_Assigned task_. Read the records and gather each line that includes "SeqCst".

(Stored items)
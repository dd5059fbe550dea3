//! Correlation registry integration tests
//!
//! Entry lifecycle under fire, timeout, removal and replacement.

mod common;

use common::{advance, Recorder};
use jrmsg_core::{Error, ErrorValue, Response};
use jrmsg_correlation::CorrelationRegistry;
use serde_json::json;
use std::collections::HashSet;
use std::sync::atomic::{AtomicUsize, Ordering};
use std::sync::Arc;
use std::time::Duration;

#[tokio::test(start_paused = true)]
async fn test_timeout_fires_once_and_late_fire_is_noop() {
    let registry = CorrelationRegistry::new();
    let recorder = Recorder::new();

    registry
        .register_with_timeout(7, recorder.callback(), Duration::from_millis(1))
        .unwrap();

    advance(10).await;

    let outcomes = recorder.outcomes();
    assert_eq!(outcomes.len(), 1);
    assert_eq!(
        outcomes[0],
        Err(Error::Timeout {
            id: 7,
            after: Duration::from_millis(1)
        })
    );
    assert!(!registry.is_pending(7));

    // A response arriving after expiry finds nothing
    assert!(!registry.fire(&Response::success(7, json!("late"))));
    advance(10).await;
    assert_eq!(recorder.len(), 1);
}

#[tokio::test(start_paused = true)]
async fn test_fire_before_timeout_delivers_once() {
    let registry = CorrelationRegistry::new();
    let recorder = Recorder::new();

    registry
        .register_with_timeout(9, recorder.callback(), Duration::from_millis(50))
        .unwrap();
    assert!(registry.fire(&Response::success(9, json!({"ok": true}))));

    // Well past the original window
    advance(200).await;

    let outcomes = recorder.outcomes();
    assert_eq!(outcomes.len(), 1);
    let response = outcomes[0].clone().unwrap();
    assert_eq!(response.id(), Some(9));
    assert_eq!(response.result(), Some(&json!({"ok": true})));
}

#[tokio::test(start_paused = true)]
async fn test_error_response_is_delivered_as_response() {
    let registry = CorrelationRegistry::new();
    let recorder = Recorder::new();

    registry.register(2, recorder.callback()).unwrap();
    registry.fire(&Response::failure(2, ErrorValue::method_not_found("nope")));

    let response = recorder.outcomes()[0].clone().unwrap();
    assert!(response.is_error());
    assert_eq!(response.error_code(), Some(-32601));
}

#[tokio::test(start_paused = true)]
async fn test_remove_prevents_any_delivery() {
    let registry = CorrelationRegistry::new();
    let recorder = Recorder::new();

    registry
        .register_with_timeout(5, recorder.callback(), Duration::from_millis(5))
        .unwrap();
    assert!(registry.remove(5));

    advance(50).await;
    assert!(!registry.fire(&Response::success(5, json!(1))));
    assert_eq!(recorder.len(), 0);
    assert_eq!(registry.pending_count(), 0);
}

#[tokio::test(start_paused = true)]
async fn test_reregister_replaces_previous_entry() {
    let registry = CorrelationRegistry::new();
    let first = Recorder::new();
    let second = Recorder::new();

    registry
        .register_with_timeout(3, first.callback(), Duration::from_millis(10))
        .unwrap();
    registry
        .register_with_timeout(3, second.callback(), Duration::from_secs(10))
        .unwrap();
    assert_eq!(registry.pending_count(), 1);

    // The first entry's window passes without effect
    advance(50).await;
    assert_eq!(first.len(), 0);
    assert_eq!(second.len(), 0);

    assert!(registry.fire(&Response::success(3, json!("second"))));
    assert_eq!(first.len(), 0);
    assert_eq!(second.len(), 1);
}

#[tokio::test(start_paused = true)]
async fn test_default_timeout_applies() {
    let registry = CorrelationRegistry::new().with_default_timeout(Duration::from_millis(20));
    let recorder = Recorder::new();

    registry.register(11, recorder.callback()).unwrap();

    advance(10).await;
    assert_eq!(recorder.len(), 0);

    advance(20).await;
    assert!(matches!(
        recorder.outcomes()[0],
        Err(Error::Timeout { id: 11, .. })
    ));
}

#[tokio::test(start_paused = true)]
async fn test_future_resolves_on_fire() {
    let registry = CorrelationRegistry::new();
    let pending = registry.track(21, Duration::from_secs(1)).unwrap();
    assert_eq!(pending.id(), 21);

    let firer = registry.clone();
    tokio::spawn(async move {
        advance(5).await;
        firer.fire(&Response::success(21, json!([1, 2, 3])));
    });

    let response = pending.await.unwrap();
    assert_eq!(response.result(), Some(&json!([1, 2, 3])));
}

#[tokio::test(start_paused = true)]
async fn test_future_rejects_on_timeout() {
    let registry = CorrelationRegistry::new();
    let pending = registry.track(22, Duration::from_millis(3)).unwrap();

    assert!(matches!(
        pending.await,
        Err(Error::Timeout { id: 22, .. })
    ));
}

#[tokio::test(start_paused = true)]
async fn test_future_cancelled_by_remove_or_replace() {
    let registry = CorrelationRegistry::new();

    let removed = registry.track(23, Duration::from_secs(1)).unwrap();
    registry.remove(23);
    assert_eq!(removed.await, Err(Error::Cancelled(23)));

    let replaced = registry.track(24, Duration::from_secs(1)).unwrap();
    let replacement = registry.track(24, Duration::from_secs(1)).unwrap();
    assert_eq!(replaced.await, Err(Error::Cancelled(24)));

    registry.fire(&Response::success(24, json!("winner")));
    assert!(replacement.await.is_ok());
}

#[tokio::test(flavor = "multi_thread", worker_threads = 4)]
async fn test_concurrent_ids_are_unique() {
    let registry = CorrelationRegistry::new();

    let mut handles = Vec::new();
    for _ in 0..8 {
        let registry = registry.clone();
        handles.push(tokio::spawn(async move {
            (0..500).map(|_| registry.next_id()).collect::<Vec<_>>()
        }));
    }

    let mut seen = HashSet::new();
    for handle in handles {
        for id in handle.await.unwrap() {
            assert!(id > 0);
            assert!(seen.insert(id), "duplicate id {}", id);
        }
    }
    assert_eq!(seen.len(), 4000);
}

#[tokio::test(flavor = "multi_thread", worker_threads = 4)]
async fn test_racing_fires_deliver_once_per_id() {
    let registry = CorrelationRegistry::new();
    let deliveries = Arc::new(AtomicUsize::new(0));

    for id in 1..=100 {
        let deliveries = deliveries.clone();
        registry
            .register(id, move |outcome| {
                assert!(outcome.is_ok());
                deliveries.fetch_add(1, Ordering::SeqCst);
            })
            .unwrap();
    }

    let mut handles = Vec::new();
    for _ in 0..4 {
        let registry = registry.clone();
        handles.push(tokio::spawn(async move {
            (1..=100)
                .filter(|id| registry.fire(&Response::success(*id, json!(id))))
                .count()
        }));
    }

    let mut fired = 0;
    for handle in handles {
        fired += handle.await.unwrap();
    }

    assert_eq!(fired, 100);
    assert_eq!(deliveries.load(Ordering::SeqCst), 100);
    assert_eq!(registry.pending_count(), 0);
}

_Written answer_.
                deliveries.fetch_add(1, Ordering::SeqCst);
    assert_eq!(deliveries.load(Ordering::SeqCst), 100);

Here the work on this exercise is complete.